*Required action*. Copy each line of the data that has "sender" in it.

*Exercise material*.
══════

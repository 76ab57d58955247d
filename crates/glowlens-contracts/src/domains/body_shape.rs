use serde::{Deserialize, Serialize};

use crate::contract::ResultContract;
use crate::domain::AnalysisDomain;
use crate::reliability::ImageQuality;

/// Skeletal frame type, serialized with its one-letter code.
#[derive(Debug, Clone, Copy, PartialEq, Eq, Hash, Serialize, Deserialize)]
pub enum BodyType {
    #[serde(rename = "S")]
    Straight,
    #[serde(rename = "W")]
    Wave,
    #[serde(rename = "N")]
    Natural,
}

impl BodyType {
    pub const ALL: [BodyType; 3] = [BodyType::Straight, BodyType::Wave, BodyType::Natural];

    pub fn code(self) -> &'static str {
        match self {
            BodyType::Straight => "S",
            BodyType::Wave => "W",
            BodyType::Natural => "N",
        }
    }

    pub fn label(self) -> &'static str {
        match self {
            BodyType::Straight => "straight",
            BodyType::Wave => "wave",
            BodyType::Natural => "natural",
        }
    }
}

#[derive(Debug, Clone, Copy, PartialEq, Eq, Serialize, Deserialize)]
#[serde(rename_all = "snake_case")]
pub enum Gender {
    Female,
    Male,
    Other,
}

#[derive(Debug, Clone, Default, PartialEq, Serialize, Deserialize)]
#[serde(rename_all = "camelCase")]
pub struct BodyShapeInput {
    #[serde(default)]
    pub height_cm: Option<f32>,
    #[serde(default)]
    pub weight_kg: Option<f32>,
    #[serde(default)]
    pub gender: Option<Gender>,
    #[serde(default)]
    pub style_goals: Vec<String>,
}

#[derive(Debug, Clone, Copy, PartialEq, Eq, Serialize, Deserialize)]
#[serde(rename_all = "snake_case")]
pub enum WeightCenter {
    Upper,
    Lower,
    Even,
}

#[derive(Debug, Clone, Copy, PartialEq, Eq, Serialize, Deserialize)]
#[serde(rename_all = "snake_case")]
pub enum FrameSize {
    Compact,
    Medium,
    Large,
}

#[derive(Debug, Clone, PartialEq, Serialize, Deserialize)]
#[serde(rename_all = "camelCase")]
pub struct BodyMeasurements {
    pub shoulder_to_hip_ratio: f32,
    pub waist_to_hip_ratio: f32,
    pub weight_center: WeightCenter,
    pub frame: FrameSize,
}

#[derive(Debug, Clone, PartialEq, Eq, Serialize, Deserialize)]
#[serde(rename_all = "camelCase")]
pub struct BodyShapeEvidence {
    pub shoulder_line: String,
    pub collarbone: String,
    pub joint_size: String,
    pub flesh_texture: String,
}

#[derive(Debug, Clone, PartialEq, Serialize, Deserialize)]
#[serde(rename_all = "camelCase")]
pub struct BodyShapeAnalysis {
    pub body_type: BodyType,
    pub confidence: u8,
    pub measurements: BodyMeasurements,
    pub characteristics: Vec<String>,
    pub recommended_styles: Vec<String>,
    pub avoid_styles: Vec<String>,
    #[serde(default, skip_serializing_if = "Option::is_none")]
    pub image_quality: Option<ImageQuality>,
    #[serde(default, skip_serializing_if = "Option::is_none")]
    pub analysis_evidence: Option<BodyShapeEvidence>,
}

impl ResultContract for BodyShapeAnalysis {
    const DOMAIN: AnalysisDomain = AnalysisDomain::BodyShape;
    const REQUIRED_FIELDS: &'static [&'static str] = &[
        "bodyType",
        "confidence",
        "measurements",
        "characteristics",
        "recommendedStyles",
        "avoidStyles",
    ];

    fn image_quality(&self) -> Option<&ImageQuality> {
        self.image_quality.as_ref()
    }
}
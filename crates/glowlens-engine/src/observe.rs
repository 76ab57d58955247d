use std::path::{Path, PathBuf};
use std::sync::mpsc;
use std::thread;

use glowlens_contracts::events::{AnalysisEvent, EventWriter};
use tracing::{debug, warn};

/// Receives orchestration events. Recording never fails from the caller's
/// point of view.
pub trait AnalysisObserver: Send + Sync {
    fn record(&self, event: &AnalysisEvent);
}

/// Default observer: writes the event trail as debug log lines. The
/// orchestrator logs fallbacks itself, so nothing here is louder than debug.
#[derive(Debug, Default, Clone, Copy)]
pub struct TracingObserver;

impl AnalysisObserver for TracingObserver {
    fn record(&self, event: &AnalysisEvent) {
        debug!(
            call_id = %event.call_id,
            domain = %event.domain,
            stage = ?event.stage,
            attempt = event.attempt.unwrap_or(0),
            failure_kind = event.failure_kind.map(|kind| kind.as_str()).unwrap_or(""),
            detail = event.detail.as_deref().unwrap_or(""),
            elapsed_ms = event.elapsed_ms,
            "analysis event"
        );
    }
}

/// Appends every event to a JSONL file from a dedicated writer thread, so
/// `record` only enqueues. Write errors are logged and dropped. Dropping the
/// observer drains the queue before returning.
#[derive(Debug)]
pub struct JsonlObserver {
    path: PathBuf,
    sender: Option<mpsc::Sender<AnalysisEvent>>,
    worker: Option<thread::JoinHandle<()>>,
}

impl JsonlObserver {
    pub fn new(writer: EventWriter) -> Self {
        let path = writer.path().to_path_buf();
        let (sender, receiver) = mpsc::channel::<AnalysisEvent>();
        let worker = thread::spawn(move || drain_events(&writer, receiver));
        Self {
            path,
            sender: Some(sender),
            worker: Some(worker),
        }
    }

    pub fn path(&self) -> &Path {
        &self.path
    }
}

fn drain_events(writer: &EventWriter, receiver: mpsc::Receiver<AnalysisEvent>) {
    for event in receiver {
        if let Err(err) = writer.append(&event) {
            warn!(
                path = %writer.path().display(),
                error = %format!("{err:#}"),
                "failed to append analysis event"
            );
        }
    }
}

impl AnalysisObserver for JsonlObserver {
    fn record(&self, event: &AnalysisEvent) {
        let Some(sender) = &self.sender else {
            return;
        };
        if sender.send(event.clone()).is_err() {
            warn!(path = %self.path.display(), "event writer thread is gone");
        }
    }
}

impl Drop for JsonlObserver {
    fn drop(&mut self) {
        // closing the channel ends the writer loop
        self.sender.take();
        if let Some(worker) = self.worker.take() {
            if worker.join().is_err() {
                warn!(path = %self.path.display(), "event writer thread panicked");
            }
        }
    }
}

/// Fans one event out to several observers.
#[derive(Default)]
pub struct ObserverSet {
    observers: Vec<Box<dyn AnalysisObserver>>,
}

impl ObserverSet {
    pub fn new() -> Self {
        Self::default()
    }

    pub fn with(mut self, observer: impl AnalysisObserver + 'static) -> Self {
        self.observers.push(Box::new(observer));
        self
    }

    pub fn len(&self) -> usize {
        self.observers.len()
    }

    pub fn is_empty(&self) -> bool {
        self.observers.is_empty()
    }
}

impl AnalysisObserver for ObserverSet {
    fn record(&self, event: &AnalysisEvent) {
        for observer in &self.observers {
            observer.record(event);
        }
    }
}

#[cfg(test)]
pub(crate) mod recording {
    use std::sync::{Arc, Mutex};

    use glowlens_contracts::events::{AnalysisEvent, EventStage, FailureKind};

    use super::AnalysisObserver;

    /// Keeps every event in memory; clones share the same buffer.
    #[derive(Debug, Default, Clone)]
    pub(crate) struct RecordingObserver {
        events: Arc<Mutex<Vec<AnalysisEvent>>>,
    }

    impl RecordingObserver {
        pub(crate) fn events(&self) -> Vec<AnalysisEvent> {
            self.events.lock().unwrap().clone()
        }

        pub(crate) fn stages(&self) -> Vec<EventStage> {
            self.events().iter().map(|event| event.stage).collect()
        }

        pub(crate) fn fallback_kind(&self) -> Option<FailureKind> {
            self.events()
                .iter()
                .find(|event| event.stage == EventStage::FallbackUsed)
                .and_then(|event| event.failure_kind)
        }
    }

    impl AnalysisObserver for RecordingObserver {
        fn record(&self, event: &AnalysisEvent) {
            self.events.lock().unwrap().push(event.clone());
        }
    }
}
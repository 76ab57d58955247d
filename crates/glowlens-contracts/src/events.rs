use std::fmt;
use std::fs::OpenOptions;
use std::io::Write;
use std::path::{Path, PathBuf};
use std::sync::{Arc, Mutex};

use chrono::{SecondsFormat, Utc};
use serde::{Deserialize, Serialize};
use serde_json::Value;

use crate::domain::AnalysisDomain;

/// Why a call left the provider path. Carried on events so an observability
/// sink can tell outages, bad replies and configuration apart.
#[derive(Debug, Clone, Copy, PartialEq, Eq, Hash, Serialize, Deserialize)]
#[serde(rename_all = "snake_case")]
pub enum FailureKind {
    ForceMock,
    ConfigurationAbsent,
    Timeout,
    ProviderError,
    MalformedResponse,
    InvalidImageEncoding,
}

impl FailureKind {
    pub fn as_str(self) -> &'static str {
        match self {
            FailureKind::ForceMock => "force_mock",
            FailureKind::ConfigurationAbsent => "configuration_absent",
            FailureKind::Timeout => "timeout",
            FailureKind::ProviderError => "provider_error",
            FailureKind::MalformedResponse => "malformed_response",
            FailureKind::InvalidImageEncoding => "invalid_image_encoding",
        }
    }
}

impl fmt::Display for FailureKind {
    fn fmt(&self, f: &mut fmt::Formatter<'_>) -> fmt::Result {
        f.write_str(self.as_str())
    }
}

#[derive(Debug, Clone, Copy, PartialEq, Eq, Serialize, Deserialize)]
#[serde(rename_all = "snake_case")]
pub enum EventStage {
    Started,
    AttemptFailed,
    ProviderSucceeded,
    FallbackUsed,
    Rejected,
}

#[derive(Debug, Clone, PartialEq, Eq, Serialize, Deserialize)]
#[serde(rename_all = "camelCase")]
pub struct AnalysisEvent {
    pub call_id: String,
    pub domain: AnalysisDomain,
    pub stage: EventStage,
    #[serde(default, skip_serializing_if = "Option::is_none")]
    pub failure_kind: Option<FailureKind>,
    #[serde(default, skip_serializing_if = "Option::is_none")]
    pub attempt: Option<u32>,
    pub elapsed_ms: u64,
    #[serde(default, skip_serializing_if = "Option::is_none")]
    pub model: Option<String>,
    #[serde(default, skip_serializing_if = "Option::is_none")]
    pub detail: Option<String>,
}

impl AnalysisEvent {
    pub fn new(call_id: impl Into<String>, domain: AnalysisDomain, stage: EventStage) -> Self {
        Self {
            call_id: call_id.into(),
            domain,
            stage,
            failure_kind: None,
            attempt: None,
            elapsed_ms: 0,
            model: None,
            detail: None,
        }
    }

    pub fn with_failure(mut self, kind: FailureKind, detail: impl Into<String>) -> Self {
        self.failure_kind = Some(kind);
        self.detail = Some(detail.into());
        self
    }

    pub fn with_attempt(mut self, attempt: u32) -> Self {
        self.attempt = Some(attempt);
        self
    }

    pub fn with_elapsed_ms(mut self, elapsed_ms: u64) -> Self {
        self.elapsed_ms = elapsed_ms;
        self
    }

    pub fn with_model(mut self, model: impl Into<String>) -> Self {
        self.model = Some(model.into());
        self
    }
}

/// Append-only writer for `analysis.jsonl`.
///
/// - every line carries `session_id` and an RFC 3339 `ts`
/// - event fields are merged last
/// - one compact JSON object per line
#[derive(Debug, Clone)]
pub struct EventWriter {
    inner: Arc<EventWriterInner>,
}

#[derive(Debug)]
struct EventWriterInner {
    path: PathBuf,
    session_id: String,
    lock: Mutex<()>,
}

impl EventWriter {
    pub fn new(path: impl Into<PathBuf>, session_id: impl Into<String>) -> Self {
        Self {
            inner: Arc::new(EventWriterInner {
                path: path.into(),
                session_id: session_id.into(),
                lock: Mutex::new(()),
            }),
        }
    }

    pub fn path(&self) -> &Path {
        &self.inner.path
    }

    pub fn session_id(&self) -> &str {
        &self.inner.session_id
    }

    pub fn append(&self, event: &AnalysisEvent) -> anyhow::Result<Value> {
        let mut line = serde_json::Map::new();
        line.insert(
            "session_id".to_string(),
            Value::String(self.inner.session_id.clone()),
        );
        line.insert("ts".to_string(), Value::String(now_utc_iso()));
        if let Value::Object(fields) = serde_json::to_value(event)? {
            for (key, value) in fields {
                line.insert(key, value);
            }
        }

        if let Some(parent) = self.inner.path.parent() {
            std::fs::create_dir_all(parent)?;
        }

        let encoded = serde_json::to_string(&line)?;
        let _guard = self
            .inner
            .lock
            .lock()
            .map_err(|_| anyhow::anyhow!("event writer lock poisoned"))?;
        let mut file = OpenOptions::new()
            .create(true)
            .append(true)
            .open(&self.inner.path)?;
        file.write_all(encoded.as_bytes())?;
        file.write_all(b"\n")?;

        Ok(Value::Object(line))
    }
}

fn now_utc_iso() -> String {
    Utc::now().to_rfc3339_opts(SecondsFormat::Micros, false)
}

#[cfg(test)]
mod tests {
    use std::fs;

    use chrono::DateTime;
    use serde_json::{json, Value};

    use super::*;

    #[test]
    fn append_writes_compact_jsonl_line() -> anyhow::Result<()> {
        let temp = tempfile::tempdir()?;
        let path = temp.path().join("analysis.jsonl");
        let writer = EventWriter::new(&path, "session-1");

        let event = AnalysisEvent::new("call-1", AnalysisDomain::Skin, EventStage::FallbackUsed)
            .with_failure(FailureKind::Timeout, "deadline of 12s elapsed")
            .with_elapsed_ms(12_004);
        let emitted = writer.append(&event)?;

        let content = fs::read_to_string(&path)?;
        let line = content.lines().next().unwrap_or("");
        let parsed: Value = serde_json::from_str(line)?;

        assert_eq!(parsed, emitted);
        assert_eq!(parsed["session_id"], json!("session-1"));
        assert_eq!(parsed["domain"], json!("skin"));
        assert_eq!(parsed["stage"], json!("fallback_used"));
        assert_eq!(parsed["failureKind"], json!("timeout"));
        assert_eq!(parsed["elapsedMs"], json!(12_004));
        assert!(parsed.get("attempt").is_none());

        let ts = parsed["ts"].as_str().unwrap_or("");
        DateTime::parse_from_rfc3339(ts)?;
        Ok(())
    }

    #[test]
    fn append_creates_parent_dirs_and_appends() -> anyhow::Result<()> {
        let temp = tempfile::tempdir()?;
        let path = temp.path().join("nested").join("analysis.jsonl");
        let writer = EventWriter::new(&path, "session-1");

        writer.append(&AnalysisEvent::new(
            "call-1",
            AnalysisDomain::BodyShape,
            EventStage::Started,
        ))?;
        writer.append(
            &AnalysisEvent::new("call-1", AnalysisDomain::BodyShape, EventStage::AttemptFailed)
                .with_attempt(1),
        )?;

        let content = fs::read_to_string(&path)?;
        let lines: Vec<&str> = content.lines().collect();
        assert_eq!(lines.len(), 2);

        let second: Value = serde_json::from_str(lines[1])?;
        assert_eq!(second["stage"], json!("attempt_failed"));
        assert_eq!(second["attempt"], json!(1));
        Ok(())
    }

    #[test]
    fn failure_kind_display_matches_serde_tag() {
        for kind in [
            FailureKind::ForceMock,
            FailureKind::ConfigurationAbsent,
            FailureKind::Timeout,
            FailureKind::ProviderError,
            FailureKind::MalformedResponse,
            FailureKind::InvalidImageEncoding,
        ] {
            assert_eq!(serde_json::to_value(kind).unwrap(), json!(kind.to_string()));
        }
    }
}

══════

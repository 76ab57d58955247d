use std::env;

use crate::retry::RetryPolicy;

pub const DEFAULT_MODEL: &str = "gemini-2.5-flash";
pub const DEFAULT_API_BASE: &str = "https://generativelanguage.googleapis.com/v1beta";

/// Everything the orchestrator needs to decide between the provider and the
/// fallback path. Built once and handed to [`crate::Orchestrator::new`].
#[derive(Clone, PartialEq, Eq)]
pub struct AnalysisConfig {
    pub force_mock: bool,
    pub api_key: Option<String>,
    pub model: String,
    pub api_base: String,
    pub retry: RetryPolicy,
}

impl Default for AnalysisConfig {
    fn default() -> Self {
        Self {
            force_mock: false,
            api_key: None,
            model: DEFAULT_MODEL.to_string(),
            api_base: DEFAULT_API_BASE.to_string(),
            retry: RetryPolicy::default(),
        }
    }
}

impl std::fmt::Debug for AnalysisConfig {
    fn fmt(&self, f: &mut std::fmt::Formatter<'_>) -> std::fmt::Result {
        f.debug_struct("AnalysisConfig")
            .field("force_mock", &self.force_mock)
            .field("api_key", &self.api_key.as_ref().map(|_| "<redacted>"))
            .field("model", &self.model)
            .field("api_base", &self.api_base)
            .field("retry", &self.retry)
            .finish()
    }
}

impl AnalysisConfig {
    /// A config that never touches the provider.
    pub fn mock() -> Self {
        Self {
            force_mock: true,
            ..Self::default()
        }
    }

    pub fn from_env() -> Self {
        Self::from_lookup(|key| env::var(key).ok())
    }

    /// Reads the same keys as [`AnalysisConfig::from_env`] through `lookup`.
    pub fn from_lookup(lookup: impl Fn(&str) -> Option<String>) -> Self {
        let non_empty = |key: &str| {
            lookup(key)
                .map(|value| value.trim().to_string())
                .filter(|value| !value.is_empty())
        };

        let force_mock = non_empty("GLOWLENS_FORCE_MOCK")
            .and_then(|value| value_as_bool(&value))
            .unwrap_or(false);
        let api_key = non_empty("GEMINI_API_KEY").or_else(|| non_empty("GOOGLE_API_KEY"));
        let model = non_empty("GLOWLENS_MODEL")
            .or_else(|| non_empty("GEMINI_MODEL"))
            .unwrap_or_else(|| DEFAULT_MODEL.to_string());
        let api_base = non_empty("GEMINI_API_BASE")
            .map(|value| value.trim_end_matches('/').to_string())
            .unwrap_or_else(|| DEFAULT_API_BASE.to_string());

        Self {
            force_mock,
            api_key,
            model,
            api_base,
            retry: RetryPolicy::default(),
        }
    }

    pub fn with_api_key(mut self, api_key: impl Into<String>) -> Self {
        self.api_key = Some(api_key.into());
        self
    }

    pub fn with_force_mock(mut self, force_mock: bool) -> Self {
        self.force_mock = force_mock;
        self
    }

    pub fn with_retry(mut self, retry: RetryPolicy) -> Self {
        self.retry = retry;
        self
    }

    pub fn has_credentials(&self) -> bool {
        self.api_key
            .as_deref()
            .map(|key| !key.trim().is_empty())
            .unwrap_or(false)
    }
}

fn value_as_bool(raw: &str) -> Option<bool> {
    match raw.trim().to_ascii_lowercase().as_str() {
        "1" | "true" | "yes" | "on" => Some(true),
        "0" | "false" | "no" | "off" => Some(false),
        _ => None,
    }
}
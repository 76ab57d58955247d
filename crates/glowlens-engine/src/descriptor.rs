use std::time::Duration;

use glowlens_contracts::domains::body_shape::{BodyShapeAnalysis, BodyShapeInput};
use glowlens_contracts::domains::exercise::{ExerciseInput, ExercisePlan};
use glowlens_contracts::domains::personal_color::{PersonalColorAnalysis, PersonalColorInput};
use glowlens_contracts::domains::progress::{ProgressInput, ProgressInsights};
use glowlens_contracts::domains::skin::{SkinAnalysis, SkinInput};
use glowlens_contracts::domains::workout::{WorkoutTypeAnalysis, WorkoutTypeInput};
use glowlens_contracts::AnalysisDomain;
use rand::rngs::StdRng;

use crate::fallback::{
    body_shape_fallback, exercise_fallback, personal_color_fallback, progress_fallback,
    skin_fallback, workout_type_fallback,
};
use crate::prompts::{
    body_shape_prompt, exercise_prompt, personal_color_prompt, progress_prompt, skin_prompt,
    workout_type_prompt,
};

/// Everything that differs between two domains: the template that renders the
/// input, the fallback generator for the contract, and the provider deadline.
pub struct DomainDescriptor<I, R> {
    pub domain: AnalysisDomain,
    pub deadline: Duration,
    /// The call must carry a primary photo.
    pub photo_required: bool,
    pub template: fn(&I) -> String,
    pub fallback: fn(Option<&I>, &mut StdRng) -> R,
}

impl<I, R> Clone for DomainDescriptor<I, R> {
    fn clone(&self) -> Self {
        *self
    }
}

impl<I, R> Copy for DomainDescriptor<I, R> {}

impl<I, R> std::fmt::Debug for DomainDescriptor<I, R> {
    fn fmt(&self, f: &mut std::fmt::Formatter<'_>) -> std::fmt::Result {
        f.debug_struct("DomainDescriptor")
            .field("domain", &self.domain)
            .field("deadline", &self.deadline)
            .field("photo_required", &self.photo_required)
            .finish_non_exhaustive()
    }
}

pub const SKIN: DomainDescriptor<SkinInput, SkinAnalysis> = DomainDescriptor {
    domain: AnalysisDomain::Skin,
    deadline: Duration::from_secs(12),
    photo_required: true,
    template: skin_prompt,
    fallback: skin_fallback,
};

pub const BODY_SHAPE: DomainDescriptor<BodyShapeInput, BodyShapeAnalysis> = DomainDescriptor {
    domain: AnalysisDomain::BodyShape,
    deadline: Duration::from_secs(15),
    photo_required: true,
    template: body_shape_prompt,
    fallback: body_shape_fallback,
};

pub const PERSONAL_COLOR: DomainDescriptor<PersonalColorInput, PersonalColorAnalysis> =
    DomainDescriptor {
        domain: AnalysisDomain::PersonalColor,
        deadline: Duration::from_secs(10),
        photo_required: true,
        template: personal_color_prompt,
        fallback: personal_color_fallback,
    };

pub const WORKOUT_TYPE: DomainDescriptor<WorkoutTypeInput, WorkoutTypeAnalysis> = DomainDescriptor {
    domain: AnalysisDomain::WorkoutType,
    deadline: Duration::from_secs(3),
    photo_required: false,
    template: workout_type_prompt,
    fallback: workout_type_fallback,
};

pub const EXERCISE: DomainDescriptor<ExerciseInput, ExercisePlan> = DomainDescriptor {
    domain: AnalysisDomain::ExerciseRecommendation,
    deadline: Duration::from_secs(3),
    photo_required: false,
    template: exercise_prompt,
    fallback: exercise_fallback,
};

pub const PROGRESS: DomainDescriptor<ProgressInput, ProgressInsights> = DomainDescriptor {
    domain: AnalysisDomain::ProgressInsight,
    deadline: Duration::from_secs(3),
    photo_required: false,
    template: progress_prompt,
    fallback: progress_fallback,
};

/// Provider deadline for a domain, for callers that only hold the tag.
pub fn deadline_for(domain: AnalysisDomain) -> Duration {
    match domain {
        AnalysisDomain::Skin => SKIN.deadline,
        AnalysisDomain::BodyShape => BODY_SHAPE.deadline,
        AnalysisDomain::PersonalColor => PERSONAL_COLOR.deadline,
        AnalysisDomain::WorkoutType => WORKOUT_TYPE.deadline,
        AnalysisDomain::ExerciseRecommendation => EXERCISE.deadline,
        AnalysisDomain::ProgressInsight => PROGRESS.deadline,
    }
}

══════

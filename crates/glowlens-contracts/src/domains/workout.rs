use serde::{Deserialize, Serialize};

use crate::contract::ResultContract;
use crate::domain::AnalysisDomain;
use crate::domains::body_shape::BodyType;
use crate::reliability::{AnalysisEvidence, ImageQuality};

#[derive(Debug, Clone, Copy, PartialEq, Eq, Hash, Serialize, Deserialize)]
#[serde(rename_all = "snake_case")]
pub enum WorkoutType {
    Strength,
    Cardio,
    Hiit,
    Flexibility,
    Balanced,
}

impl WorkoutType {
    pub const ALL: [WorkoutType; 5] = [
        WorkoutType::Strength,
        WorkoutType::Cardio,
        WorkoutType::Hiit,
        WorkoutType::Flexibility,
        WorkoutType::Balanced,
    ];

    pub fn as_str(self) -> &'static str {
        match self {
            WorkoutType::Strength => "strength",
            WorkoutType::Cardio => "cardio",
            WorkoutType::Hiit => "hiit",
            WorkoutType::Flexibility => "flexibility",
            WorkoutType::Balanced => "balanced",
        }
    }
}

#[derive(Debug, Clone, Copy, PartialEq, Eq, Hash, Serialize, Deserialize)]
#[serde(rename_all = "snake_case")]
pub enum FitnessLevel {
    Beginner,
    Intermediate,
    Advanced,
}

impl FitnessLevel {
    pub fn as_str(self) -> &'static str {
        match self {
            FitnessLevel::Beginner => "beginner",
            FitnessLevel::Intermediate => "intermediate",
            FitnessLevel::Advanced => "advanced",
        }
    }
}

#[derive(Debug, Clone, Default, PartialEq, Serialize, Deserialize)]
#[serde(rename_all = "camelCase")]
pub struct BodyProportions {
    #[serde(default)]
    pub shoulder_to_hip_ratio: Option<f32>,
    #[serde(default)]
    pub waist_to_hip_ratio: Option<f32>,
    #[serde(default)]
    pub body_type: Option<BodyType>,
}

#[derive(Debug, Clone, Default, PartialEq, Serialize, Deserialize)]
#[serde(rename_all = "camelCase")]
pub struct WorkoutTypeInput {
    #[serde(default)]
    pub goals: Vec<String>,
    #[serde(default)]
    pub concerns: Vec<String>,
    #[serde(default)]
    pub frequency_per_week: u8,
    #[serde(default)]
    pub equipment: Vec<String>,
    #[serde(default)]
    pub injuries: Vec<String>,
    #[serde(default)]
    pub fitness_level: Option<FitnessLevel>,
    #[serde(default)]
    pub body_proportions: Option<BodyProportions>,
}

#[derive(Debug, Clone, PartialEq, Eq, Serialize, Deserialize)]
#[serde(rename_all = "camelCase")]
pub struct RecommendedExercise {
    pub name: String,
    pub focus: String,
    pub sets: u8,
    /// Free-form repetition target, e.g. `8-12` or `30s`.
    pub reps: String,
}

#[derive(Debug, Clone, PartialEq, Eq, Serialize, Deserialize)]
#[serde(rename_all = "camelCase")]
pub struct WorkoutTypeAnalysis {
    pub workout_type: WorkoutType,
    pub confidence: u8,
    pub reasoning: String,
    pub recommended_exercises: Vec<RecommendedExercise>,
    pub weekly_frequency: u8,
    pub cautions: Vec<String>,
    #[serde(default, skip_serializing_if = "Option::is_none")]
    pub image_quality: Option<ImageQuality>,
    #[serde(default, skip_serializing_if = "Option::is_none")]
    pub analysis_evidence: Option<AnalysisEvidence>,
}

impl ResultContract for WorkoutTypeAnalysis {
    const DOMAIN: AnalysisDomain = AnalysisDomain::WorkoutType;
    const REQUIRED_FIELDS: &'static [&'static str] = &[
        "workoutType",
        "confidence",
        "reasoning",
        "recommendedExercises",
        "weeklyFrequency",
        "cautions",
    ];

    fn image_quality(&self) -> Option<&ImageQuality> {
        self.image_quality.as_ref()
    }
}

══════

*Task output*.
    sender: Option<mpsc::Sender<AnalysisEvent>>,
        let (sender, receiver) = mpsc::channel::<AnalysisEvent>();
            sender: Some(sender),
        let Some(sender) = &self.sender else {
        if sender.send(event.clone()).is_err() {
        self.sender.take();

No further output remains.